Senator Burr Dumped Stocks Before Public Knew What was Coming

This is how out politicians exit office as millionaires. In a just world, Senator Burr would be tarred and feathered.

The chairman of the Senate Intelligence Committee, Sen. Richard Burr, dumped between $582,029 and $1.56 million of his stock holdings as he was getting coronavirus warnings.

ProPublica reported that on February 13 Burr sold of stock holdings in 29 separate transactions. A week later the stock market started its downward trend, now losing about a third of its value.

Burr dumped $150,000 worth of shares of Wyndham Hotels and Resorts stock and $100,000 worth of shares of Extended Stay America.

The hospitality industry has been one of the worst shattered in this collapse.

18 Responses to Senator Burr Dumped Stocks Before Public Knew What was Coming

  1. Jason says:

    Time for prison.

  2. Kevin Scheunemann says:


    They need to be gone.

  3. Kevin Scheunemann says:

    Diane Feinstein also did this, so I am including her in my comments.

    Liberals will fight for her to the death, because they will view ger with pure motives… being down for the intersectional PC cause.

  4. Pat says:

    One Democrat and three Republicans sold off stock after briefing. Shameful! They all should resign and be tried for insider trading.

  5. Pat says:

    Ron Johnson was one of the Republicans who dumped stock.

  6. jjf says:

    Yeah, but why was dumping PACUR stock?

    Kevin, even FOX News said Feinstein’s stocks are in a blind trust.  You don’t trust a blind trust?

  7. Le Roi du Nord says:

    Anyone that intentionally benefited from inside information should be prosecuted, R or D.
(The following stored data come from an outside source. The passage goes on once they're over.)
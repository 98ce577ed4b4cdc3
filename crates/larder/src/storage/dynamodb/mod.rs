//! DynamoDB store implementation.
//!
//! Implements [`StoreClient`](super::store::StoreClient) against one shared
//! table, compiling typed preconditions to condition expressions and update
//! plans to update expressions.

mod error;

use std::collections::HashMap;

use async_trait::async_trait;
use aws_sdk_dynamodb::types::{AttributeValue, ReturnValue};
use aws_sdk_dynamodb::Client;

use super::store::{
    Item, Key, Precondition, QueryOutput, QueryRequest, StoreClient, StoreError, UpdatePlan,
    ATTR_INDEX, ATTR_PARTITION,
};
use error::{
    map_delete_item_error, map_get_item_error, map_put_item_error, map_query_error,
    map_update_item_error,
};

const CONDITION_EXISTS: &str = "attribute_exists(PK) AND attribute_exists(SK)";
const CONDITION_NOT_EXISTS: &str = "attribute_not_exists(PK) AND attribute_not_exists(SK)";

/// DynamoDB-backed single-table store.
pub struct DynamoStore {
    client: Client,
    table_name: String,
}

impl DynamoStore {
    /// Creates a new store with the given client and table name.
    pub fn new(client: Client, table_name: impl Into<String>) -> Self {
        Self {
            client,
            table_name: table_name.into(),
        }
    }

    /// Creates a new store from environment configuration.
    ///
    /// Uses the AWS SDK default credential chain and reads the table name
    /// from `TABLE_NAME` (defaults to "larder").
    pub async fn from_env() -> Self {
        let config = aws_config::load_defaults(aws_config::BehaviorVersion::latest()).await;
        let client = Client::new(&config);
        let table_name = std::env::var("TABLE_NAME").unwrap_or_else(|_| "larder".to_string());
        Self::new(client, table_name)
    }

    /// Get the table name.
    pub fn table_name(&self) -> &str {
        &self.table_name
    }
}

fn condition_expression(precondition: Precondition) -> Option<&'static str> {
    match precondition {
        Precondition::None => None,
        Precondition::MustExist => Some(CONDITION_EXISTS),
        Precondition::MustNotExist => Some(CONDITION_NOT_EXISTS),
    }
}

/// Compile an update plan into an update expression with placeholder maps.
///
/// Attribute names go through `#n` placeholders so reserved words like
/// `name` stay legal in the expression.
fn compile_update_plan(
    plan: &UpdatePlan,
) -> (String, HashMap<String, String>, HashMap<String, AttributeValue>) {
    let mut names = HashMap::new();
    let mut values = HashMap::new();
    let mut expression = String::new();

    if !plan.assignments().is_empty() {
        let mut clauses = Vec::with_capacity(plan.assignments().len());
        for (position, (name, value)) in plan.assignments().iter().enumerate() {
            let name_placeholder = format!("#s{position}");
            let value_placeholder = format!(":s{position}");
            names.insert(name_placeholder.clone(), name.clone());
            values.insert(value_placeholder.clone(), value.clone());
            clauses.push(format!("{name_placeholder} = {value_placeholder}"));
        }
        expression.push_str("SET ");
        expression.push_str(&clauses.join(", "));
    }

    if !plan.removals().is_empty() {
        let mut clauses = Vec::with_capacity(plan.removals().len());
        for (position, name) in plan.removals().iter().enumerate() {
            let name_placeholder = format!("#r{position}");
            names.insert(name_placeholder.clone(), name.clone());
            clauses.push(name_placeholder);
        }
        if !expression.is_empty() {
            expression.push(' ');
        }
        expression.push_str("REMOVE ");
        expression.push_str(&clauses.join(", "));
    }

    (expression, names, values)
}

#[async_trait]
impl StoreClient for DynamoStore {
    async fn get_item(&self, key: Key) -> Result<Option<Item>, StoreError> {
        let result = self
            .client
            .get_item()
            .table_name(&self.table_name)
            .set_key(Some(key))
            .send()
            .await
            .map_err(map_get_item_error)?;
        Ok(result.item)
    }

    async fn put_item(&self, item: Item, precondition: Precondition) -> Result<(), StoreError> {
        let mut request = self
            .client
            .put_item()
            .table_name(&self.table_name)
            .set_item(Some(item));
        if let Some(condition) = condition_expression(precondition) {
            request = request.condition_expression(condition);
        }
        request.send().await.map_err(map_put_item_error)?;
        Ok(())
    }

    async fn update_item(
        &self,
        key: Key,
        plan: UpdatePlan,
        precondition: Precondition,
    ) -> Result<Item, StoreError> {
        let (expression, names, values) = compile_update_plan(&plan);
        let mut request = self
            .client
            .update_item()
            .table_name(&self.table_name)
            .set_key(Some(key))
            .return_values(ReturnValue::AllNew);
        if !expression.is_empty() {
            request = request
                .update_expression(expression)
                .set_expression_attribute_names(Some(names));
        }
        if !values.is_empty() {
            request = request.set_expression_attribute_values(Some(values));
        }
        if let Some(condition) = condition_expression(precondition) {
            request = request.condition_expression(condition);
        }
        let result = request.send().await.map_err(map_update_item_error)?;
        Ok(result.attributes.unwrap_or_default())
    }

    async fn delete_item(&self, key: Key) -> Result<(), StoreError> {
        self.client
            .delete_item()
            .table_name(&self.table_name)
            .set_key(Some(key))
            .send()
            .await
            .map_err(map_delete_item_error)?;
        Ok(())
    }

    async fn query(&self, request: QueryRequest) -> Result<QueryOutput, StoreError> {
        let key_attribute = match request.index_name {
            Some(_) => ATTR_INDEX,
            None => ATTR_PARTITION,
        };
        let result = self
            .client
            .query()
            .table_name(&self.table_name)
            .set_index_name(request.index_name)
            .key_condition_expression("#pk = :pk")
            .expression_attribute_names("#pk", key_attribute)
            .expression_attribute_values(":pk", AttributeValue::S(request.partition))
            .limit(request.limit)
            .scan_index_forward(request.scan_forward)
            .set_exclusive_start_key(request.exclusive_start_key)
            .send()
            .await
            .map_err(map_query_error)?;
        Ok(QueryOutput {
            items: result.items.unwrap_or_default(),
            last_evaluated_key: result.last_evaluated_key,
        })
    }
}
    Why was Burr warning his donors about the seriousness of the virus while trump was calling it a hoax?

  8. Pat says:


    Please join me in denouncing Ron Johnson, and call for his resignation.

  9. Mar says:

    Pat, can you provide a link about Johnson. I can’t seem to find it.

  10. Owen Owen says:

    This was a story that liberals jumped on and got immediately exposed for being idiots. Johnson sold his private company to a PE firm. This showed up as a stock sale on his Senate reports, so the liberals jumped on it assuming that he dumped public stock in advance of the crash. In fact, it was a private sale that was not related to the public market or Coronopanic at all. Some folks lack the financial and business acumen to understand such transactions.

  11. Mark Hoefert says:

    can you provide a link about Johnson

    Not sure if there are stories about insider trading by Johnson, but there is this one.

    Ron Johnson sold equity in a privately held company.  Insider trading applies to publicly traded stock market transactions.
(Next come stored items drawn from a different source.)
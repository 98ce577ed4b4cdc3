//! Resource adapter seam.
//!
//! The generic repository owns storage mechanics; adapters own
//! interpretation: which input fields are required at creation, how a
//! partial update merges, and which records carry a secondary index entry.

use aws_sdk_dynamodb::types::AttributeValue;
use chrono::{DateTime, Utc};
use serde::de::DeserializeOwned;
use serde::Serialize;

use larder_core::resource::ResourceKind;
use larder_core::storage::Result;

use super::attrs::json_to_attr;
use super::store::UpdatePlan;

/// Shape-specific construction and merge behavior for one resource kind.
pub trait ResourceAdapter: Send + Sync {
    type Record: Serialize + DeserializeOwned + Send + Sync;
    type Input: Send + Sync;

    fn kind(&self) -> ResourceKind;

    /// Build the full record for a conditioned create.
    ///
    /// `account_id` is the partition owner; the adapter validates required
    /// input fields and returns `InvalidInput` when they are missing.
    fn on_create(
        &self,
        input: Self::Input,
        now: DateTime<Utc>,
        account_id: &str,
        item_id: &str,
    ) -> Result<Self::Record>;

    /// Append per-field assignments for the non-absent input fields.
    ///
    /// The repository adds the unconditional `updateTime` bump itself.
    fn on_update(&self, _input: &Self::Input, _plan: &mut UpdatePlan) -> Result<()> {
        Ok(())
    }
}

/// Serialize one field value for an update assignment.
pub fn attr_of<T: Serialize>(value: &T) -> Result<AttributeValue> {
    let json = serde_json::to_value(value)
        .map_err(|err| larder_core::storage::RepositoryError::Serialization(err.to_string()))?;
    Ok(json_to_attr(&json))
}
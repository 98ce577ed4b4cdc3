//! Attribute conversion functions.
//!
//! Pure functions converting between DynamoDB attribute maps and typed
//! records, routed through `serde_json::Value`. Testable in isolation
//! without store access.

use aws_sdk_dynamodb::primitives::Blob;
use aws_sdk_dynamodb::types::AttributeValue;
use base64::engine::general_purpose::STANDARD as BASE64;
use base64::Engine;
use serde::de::DeserializeOwned;
use serde::Serialize;
use serde_json::Value;

use larder_core::storage::RepositoryError;

use super::store::Item;

/// Convert one attribute value to its JSON representation.
///
/// Binary values become base64 strings; number sets and string sets become
/// arrays. Number attributes parse as integers first, falling back to
/// floats, since the store keeps arbitrary-precision decimal strings.
pub fn attr_to_json(attr: &AttributeValue) -> Result<Value, RepositoryError> {
    match attr {
        AttributeValue::S(value) => Ok(Value::String(value.clone())),
        AttributeValue::N(value) => parse_number(value),
        AttributeValue::Bool(value) => Ok(Value::Bool(*value)),
        AttributeValue::Null(_) => Ok(Value::Null),
        AttributeValue::B(blob) => Ok(Value::String(BASE64.encode(blob.as_ref()))),
        AttributeValue::L(values) => values.iter().map(attr_to_json).collect::<Result<_, _>>().map(Value::Array),
        AttributeValue::M(map) => {
            let mut object = serde_json::Map::with_capacity(map.len());
            for (field, value) in map {
                object.insert(field.clone(), attr_to_json(value)?);
            }
            Ok(Value::Object(object))
        }
        AttributeValue::Ss(values) => Ok(Value::Array(
            values.iter().cloned().map(Value::String).collect(),
        )),
        AttributeValue::Ns(values) => values
            .iter()
            .map(|value| parse_number(value))
            .collect::<Result<_, _>>()
            .map(Value::Array),
        AttributeValue::Bs(blobs) => Ok(Value::Array(
            blobs
                .iter()
                .map(|blob| Value::String(BASE64.encode(blob.as_ref())))
                .collect(),
        )),
        other => Err(RepositoryError::Serialization(format!(
            "unsupported attribute value: {other:?}"
        ))),
    }
}

fn parse_number(value: &str) -> Result<Value, RepositoryError> {
    if let Ok(int) = value.parse::<i64>() {
        return Ok(Value::Number(int.into()));
    }
    value
        .parse::<f64>()
        .ok()
        .and_then(serde_json::Number::from_f64)
        .map(Value::Number)
        .ok_or_else(|| {
            RepositoryError::Serialization(format!("unparseable number attribute: {value}"))
        })
}

/// Convert a JSON value to an attribute value.
pub fn json_to_attr(value: &Value) -> AttributeValue {
    match value {
        Value::Null => AttributeValue::Null(true),
        Value::Bool(flag) => AttributeValue::Bool(*flag),
        Value::Number(number) => AttributeValue::N(number.to_string()),
        Value::String(text) => AttributeValue::S(text.clone()),
        Value::Array(values) => AttributeValue::L(values.iter().map(json_to_attr).collect()),
        Value::Object(map) => AttributeValue::M(
            map.iter()
                .map(|(field, value)| (field.clone(), json_to_attr(value)))
                .collect(),
        ),
    }
}

/// Serialize a typed record into a stored item.
pub fn to_item<T: Serialize>(record: &T) -> Result<Item, RepositoryError> {
    let value = serde_json::to_value(record)
        .map_err(|err| RepositoryError::Serialization(err.to_string()))?;
    match value {
        Value::Object(map) => Ok(map
            .iter()
            .map(|(field, value)| (field.clone(), json_to_attr(value)))
            .collect()),
        other => Err(RepositoryError::Serialization(format!(
            "record did not serialize to a map: {other:?}"
        ))),
    }
}

/// Deserialize a stored item into a typed record.
pub fn from_item<T: DeserializeOwned>(item: &Item) -> Result<T, RepositoryError> {
    let mut object = serde_json::Map::with_capacity(item.len());
    for (field, value) in item {
        object.insert(field.clone(), attr_to_json(value)?);
    }
    serde_json::from_value(Value::Object(object))
        .map_err(|err| RepositoryError::Serialization(err.to_string()))
}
    Problem is people who don’t know shit from shinola on certain topics suddenly become “experts”, like on the topic of public traded equities versus privately held equities.

    “I deleted a tweet about Ron Johnson’s stock dump because “stock dump” wasn’t a accurate description — Johnson sold off his share in his family’s company — here’s the filing.”
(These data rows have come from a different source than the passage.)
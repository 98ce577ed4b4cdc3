//! Account-bound continuation cursors.
//!
//! Wraps the store's native last-evaluated key in an opaque, URL-safe token.
//! The symmetric key is derived from the account id, so a token minted for
//! one account fails authentication under any other; tampering and
//! cross-account replay surface as errors rather than degrading to an empty
//! or first-page cursor.
//!
//! Wire format: URL-safe base64 of JSON `{"nonce": hex, "ciphertext": hex}`.
//! The plaintext is a JSON map of attribute name to a one-entry
//! `{"S"|"N"|"B": value}` map, preserving the native key's mixed attribute
//! types.

use std::collections::BTreeMap;

use aes_gcm::aead::{Aead, OsRng};
use aes_gcm::{AeadCore, Aes256Gcm, KeyInit, Nonce};
use aws_sdk_dynamodb::primitives::Blob;
use aws_sdk_dynamodb::types::AttributeValue;
use base64::engine::general_purpose::URL_SAFE;
use base64::Engine;
use serde::{Deserialize, Serialize};
use sha2::{Digest, Sha256};
use thiserror::Error;

use larder_core::storage::RepositoryError;

use super::store::Key;

const NONCE_LEN: usize = 12;

/// Errors surfaced while encoding or decoding a continuation token.
#[derive(Debug, Error)]
pub enum CursorError {
    #[error("malformed continuation token: {0}")]
    Malformed(String),
    #[error("continuation token failed authentication")]
    Authentication,
    #[error("continuation token could not be serialized: {0}")]
    Serialization(String),
}

impl From<CursorError> for RepositoryError {
    fn from(err: CursorError) -> Self {
        RepositoryError::InvalidInput(err.to_string())
    }
}

#[derive(Serialize, Deserialize)]
struct Envelope {
    nonce: String,
    ciphertext: String,
}

fn account_cipher(account_id: &str) -> Result<Aes256Gcm, CursorError> {
    // The key is a one-way hash of the account id; the plaintext id never
    // feeds the cipher directly.
    let digest = Sha256::digest(account_id.as_bytes());
    Aes256Gcm::new_from_slice(&digest).map_err(|_| CursorError::Authentication)
}

fn serialize_key(last_key: &Key) -> Result<Vec<u8>, CursorError> {
    let mut tagged = BTreeMap::new();
    for (field, value) in last_key {
        let mut entry = BTreeMap::new();
        match value {
            AttributeValue::S(text) => {
                entry.insert("S".to_string(), text.clone());
            }
            AttributeValue::N(number) => {
                entry.insert("N".to_string(), number.clone());
            }
            AttributeValue::B(blob) => {
                entry.insert("B".to_string(), URL_SAFE.encode(blob.as_ref()));
            }
            other => {
                return Err(CursorError::Serialization(format!(
                    "unsupported key attribute: {other:?}"
                )));
            }
        }
        tagged.insert(field.clone(), entry);
    }
    serde_json::to_vec(&tagged).map_err(|err| CursorError::Serialization(err.to_string()))
}

fn deserialize_key(plaintext: &[u8]) -> Result<Key, CursorError> {
    let tagged: BTreeMap<String, BTreeMap<String, String>> = serde_json::from_slice(plaintext)
        .map_err(|err| CursorError::Malformed(err.to_string()))?;
    let mut key = Key::with_capacity(tagged.len());
    for (field, entry) in tagged {
        let (tag, value) = entry
            .into_iter()
            .next()
            .ok_or_else(|| CursorError::Malformed(format!("empty tag for {field}")))?;
        let attr = match tag.as_str() {
            "S" => AttributeValue::S(value),
            "N" => AttributeValue::N(value),
            "B" => AttributeValue::B(Blob::new(
                URL_SAFE
                    .decode(value)
                    .map_err(|err| CursorError::Malformed(err.to_string()))?,
            )),
            other => {
                return Err(CursorError::Malformed(format!(
                    "unknown attribute tag: {other}"
                )));
            }
        };
        key.insert(field, attr);
    }
    Ok(key)
}

/// Encrypt the store's native continuation key into an opaque token.
///
/// An absent or empty key returns `None` without touching cryptography;
/// callers treat that as "no continuation available", not an error.
pub fn marshal(account_id: &str, last_key: Option<&Key>) -> Result<Option<String>, CursorError> {
    let last_key = match last_key {
        Some(key) if !key.is_empty() => key,
        _ => return Ok(None),
    };
    let serialized = serialize_key(last_key)?;
    let cipher = account_cipher(account_id)?;
    let nonce = Aes256Gcm::generate_nonce(&mut OsRng);
    let ciphertext = cipher
        .encrypt(&nonce, serialized.as_slice())
        .map_err(|_| CursorError::Serialization("encryption failed".to_string()))?;
    let envelope = Envelope {
        nonce: hex::encode(nonce),
        ciphertext: hex::encode(ciphertext),
    };
    let payload = serde_json::to_vec(&envelope)
        .map_err(|err| CursorError::Serialization(err.to_string()))?;
    Ok(Some(URL_SAFE.encode(payload)))
}

/// Decrypt a token minted by [`marshal`] back into the native key.
///
/// An absent or empty token returns `None`. Every decode or authentication
/// failure (wrong account, tampering, bad nonce) is an error.
pub fn unmarshal(account_id: &str, token: Option<&str>) -> Result<Option<Key>, CursorError> {
    let token = match token {
        Some(token) if !token.trim().is_empty() => token.trim(),
        _ => return Ok(None),
    };
    let payload = URL_SAFE
        .decode(token)
        .map_err(|err| CursorError::Malformed(err.to_string()))?;
    let envelope: Envelope = serde_json::from_slice(&payload)
        .map_err(|err| CursorError::Malformed(err.to_string()))?;
    let nonce_bytes =
        hex::decode(&envelope.nonce).map_err(|err| CursorError::Malformed(err.to_string()))?;
    if nonce_bytes.len() != NONCE_LEN {
        return Err(CursorError::Malformed(format!(
            "nonce must be {NONCE_LEN} bytes"
        )));
    }
    let ciphertext =
        hex::decode(&envelope.ciphertext).map_err(|err| CursorError::Malformed(err.to_string()))?;
    let cipher = account_cipher(account_id)?;
    let nonce = Nonce::from_slice(&nonce_bytes);
    let plaintext = cipher
        .decrypt(nonce, ciphertext.as_slice())
        .map_err(|_| CursorError::Authentication)?;
    deserialize_key(&plaintext).map(Some)
}

#[cfg(test)]
mod tests {
    use super::*;
    use crate::storage::store::{ATTR_PARTITION, ATTR_SORT};

    fn sample_key() -> Key {
        let mut key = Key::new();
        key.insert(
            ATTR_PARTITION.to_string(),
            AttributeValue::S("012345678912:Recipe".to_string()),
        );
        key.insert(
            ATTR_SORT.to_string(),
            AttributeValue::S("item-1".to_string()),
        );
        key.insert("position".to_string(), AttributeValue::N("42".to_string()));
        key.insert(
            "digest".to_string(),
            AttributeValue::B(Blob::new(vec![0xde, 0xad, 0xbe, 0xef])),
        );
        key
    }

    #[test]
    fn test_round_trip_same_account() {
        let key = sample_key();
        let token = marshal("012345678912", Some(&key)).unwrap().unwrap();
        let back = unmarshal("012345678912", Some(&token)).unwrap().unwrap();
        assert_eq!(back, key);
    }

    #[test]
    fn test_cross_account_fails_authentication() {
        let key = sample_key();
        let token = marshal("account-a", Some(&key)).unwrap().unwrap();
        let err = unmarshal("account-b", Some(&token)).unwrap_err();
        assert!(matches!(err, CursorError::Authentication));
    }

    #[test]
    fn test_empty_key_is_no_token() {
        assert!(marshal("account-a", None).unwrap().is_none());
        assert!(marshal("account-a", Some(&Key::new())).unwrap().is_none());
        assert!(unmarshal("account-a", None).unwrap().is_none());
        assert!(unmarshal("account-a", Some("")).unwrap().is_none());
    }

    #[test]
    fn test_tampered_token_fails() {
        let key = sample_key();
        let token = marshal("account-a", Some(&key)).unwrap().unwrap();
        // Re-encode a corrupted ciphertext under the same envelope shape.
        let payload = URL_SAFE.decode(&token).unwrap();
        let mut envelope: Envelope = serde_json::from_slice(&payload).unwrap();
        let mut raw = hex::decode(&envelope.ciphertext).unwrap();
        raw[0] ^= 0xff;
        envelope.ciphertext = hex::encode(raw);
        let tampered = URL_SAFE.encode(serde_json::to_vec(&envelope).unwrap());
        let err = unmarshal("account-a", Some(&tampered)).unwrap_err();
        assert!(matches!(err, CursorError::Authentication));
    }

    #[test]
    fn test_garbage_token_is_malformed() {
        let err = unmarshal("account-a", Some("not base64 at all!")).unwrap_err();
        assert!(matches!(err, CursorError::Malformed(_)));
    }

    #[test]
    fn test_fresh_nonce_per_token() {
        let key = sample_key();
        let first = marshal("account-a", Some(&key)).unwrap().unwrap();
        let second = marshal("account-a", Some(&key)).unwrap().unwrap();
        assert_ne!(first, second);
    }
}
    “Unlike Burr and Loeffler, Johnson is not a member of Senate health or intelligence committees.”

    “A San Francisco-based private equity firm, Gryphon Investors, has made an equity investment in Oshkosh-based Pacur LLC, the supplier of specialty plastic packaging materials to the medical device industry that was led by Wisconsin Sen. Ron Johnson prior to his election to the U.S. Senate in 2010.”

    Imagine the headlines if he was profiting from a company that might be seeing increased business due to the Corona virus.


  12. Mark Hoefert says:

    Sorry Owen, I was busy composing my comment while you posted yours, so it may seem like I am echoing what you said.

  13. Mar says:

    Gee, another liberal caught lying here.
    Shocking, just shocking.

  14. Pat says:

    I erred by misinterpreting the story and I apologize.

  15. Mar says:

    Thanks Pat. At least you have decency to admit to a mistake, unlike a certain other pathological liar here.

  16. Tuerqas says:

    The biggest advantage of the wealthy in the stock market is that most have professionals who react directly to market expectations and get them situated before the crashes.  This downturn was pretty obviously fore-casted to everyone, but 401k portfolios are not monitored like that.  Some group has to take a hit if the wealthy are to retain their money.  The system is set up for us to be the lambs at slaughter.  Most of the wealthy had their portfolios adjusted immediately and mitigated their losses.  Blame the system if you want, but most of the wealthy could ‘appear’ to have insider trading in their portfolios prior to this man-made downturn.  I would call it responsible money management.

  17. dad29 says:

    tarred and feathered.

    You’re an easy judge, Owen.  I started with rope and trees, some assembly required…..

  18. jjf says:

    O RLY, Dad29!  Who were you hanging?